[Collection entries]
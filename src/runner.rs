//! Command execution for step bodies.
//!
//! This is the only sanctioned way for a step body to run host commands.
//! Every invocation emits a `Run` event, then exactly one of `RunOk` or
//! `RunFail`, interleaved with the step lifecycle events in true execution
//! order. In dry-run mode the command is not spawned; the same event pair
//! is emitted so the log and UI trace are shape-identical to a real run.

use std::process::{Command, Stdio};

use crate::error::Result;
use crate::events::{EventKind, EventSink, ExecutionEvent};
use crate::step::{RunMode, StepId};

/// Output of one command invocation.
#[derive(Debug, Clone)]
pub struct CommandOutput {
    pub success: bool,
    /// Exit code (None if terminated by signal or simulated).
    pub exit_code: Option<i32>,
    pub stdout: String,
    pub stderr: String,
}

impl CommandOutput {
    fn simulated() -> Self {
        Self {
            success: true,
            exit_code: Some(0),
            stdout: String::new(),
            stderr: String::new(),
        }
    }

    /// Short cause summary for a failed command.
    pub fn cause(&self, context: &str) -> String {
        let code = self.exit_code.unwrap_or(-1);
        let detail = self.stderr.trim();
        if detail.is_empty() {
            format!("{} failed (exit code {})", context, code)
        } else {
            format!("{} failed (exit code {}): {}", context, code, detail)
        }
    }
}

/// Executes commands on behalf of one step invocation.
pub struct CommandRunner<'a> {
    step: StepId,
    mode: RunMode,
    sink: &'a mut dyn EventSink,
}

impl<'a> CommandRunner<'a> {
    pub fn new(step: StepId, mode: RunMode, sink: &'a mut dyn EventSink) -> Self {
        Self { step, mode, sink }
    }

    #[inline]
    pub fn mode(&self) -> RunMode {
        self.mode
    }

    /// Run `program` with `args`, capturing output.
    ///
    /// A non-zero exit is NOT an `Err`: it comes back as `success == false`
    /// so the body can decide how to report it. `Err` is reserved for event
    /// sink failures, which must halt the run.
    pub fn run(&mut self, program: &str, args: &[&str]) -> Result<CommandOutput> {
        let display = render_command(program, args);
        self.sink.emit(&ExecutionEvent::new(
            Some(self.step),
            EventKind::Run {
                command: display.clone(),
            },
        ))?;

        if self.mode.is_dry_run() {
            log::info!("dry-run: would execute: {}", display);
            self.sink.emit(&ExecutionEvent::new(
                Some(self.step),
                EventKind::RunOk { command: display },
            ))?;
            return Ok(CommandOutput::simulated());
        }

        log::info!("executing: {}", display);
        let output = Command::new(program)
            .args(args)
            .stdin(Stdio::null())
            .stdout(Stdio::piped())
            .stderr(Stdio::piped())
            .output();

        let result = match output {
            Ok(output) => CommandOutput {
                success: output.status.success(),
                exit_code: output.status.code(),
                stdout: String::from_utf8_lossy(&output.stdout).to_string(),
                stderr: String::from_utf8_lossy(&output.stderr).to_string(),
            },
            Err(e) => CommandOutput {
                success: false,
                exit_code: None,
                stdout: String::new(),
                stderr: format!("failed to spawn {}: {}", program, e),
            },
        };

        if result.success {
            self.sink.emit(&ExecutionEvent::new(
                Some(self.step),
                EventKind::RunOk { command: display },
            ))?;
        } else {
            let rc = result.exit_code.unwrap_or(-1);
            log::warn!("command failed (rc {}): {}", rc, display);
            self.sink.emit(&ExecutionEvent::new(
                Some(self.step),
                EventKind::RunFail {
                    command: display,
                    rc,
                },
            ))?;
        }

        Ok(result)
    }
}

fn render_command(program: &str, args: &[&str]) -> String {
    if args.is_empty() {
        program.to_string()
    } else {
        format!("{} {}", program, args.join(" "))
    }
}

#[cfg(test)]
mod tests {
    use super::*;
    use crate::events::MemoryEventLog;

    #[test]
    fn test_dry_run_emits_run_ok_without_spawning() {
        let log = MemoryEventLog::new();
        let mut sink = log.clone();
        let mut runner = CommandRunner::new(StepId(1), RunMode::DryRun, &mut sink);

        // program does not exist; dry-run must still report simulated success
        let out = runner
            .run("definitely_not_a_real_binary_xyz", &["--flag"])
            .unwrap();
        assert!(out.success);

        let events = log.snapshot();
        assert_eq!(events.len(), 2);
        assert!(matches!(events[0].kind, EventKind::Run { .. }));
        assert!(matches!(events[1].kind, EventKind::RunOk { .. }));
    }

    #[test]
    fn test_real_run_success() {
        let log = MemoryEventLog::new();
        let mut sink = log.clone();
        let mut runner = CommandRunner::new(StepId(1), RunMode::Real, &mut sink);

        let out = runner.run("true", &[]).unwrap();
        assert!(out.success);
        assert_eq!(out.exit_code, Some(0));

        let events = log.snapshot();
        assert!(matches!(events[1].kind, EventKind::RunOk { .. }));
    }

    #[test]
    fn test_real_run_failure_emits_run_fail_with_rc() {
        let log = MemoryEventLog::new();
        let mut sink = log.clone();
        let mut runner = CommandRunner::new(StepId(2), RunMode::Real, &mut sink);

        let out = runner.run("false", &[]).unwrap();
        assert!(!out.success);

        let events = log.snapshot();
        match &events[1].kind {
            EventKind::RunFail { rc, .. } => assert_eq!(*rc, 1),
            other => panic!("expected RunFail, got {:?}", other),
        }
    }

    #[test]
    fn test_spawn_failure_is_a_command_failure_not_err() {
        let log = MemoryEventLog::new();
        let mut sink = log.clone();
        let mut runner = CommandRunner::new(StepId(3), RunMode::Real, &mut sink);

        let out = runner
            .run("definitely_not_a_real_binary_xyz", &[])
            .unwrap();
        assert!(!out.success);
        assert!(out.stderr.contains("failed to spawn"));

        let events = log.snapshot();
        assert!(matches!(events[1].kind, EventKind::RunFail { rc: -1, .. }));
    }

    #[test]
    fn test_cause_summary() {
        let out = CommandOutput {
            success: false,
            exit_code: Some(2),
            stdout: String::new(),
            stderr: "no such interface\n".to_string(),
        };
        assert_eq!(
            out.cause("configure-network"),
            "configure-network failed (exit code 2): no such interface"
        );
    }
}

- **EXERCISE GOAL**
Whenever a line in the records contains the word "crate", copy that line.

- **THE ANSWER**
use crate::error::Result;
use crate::events::{EventKind, EventSink, ExecutionEvent};
use crate::step::{RunMode, StepId};
    use crate::events::MemoryEventLog;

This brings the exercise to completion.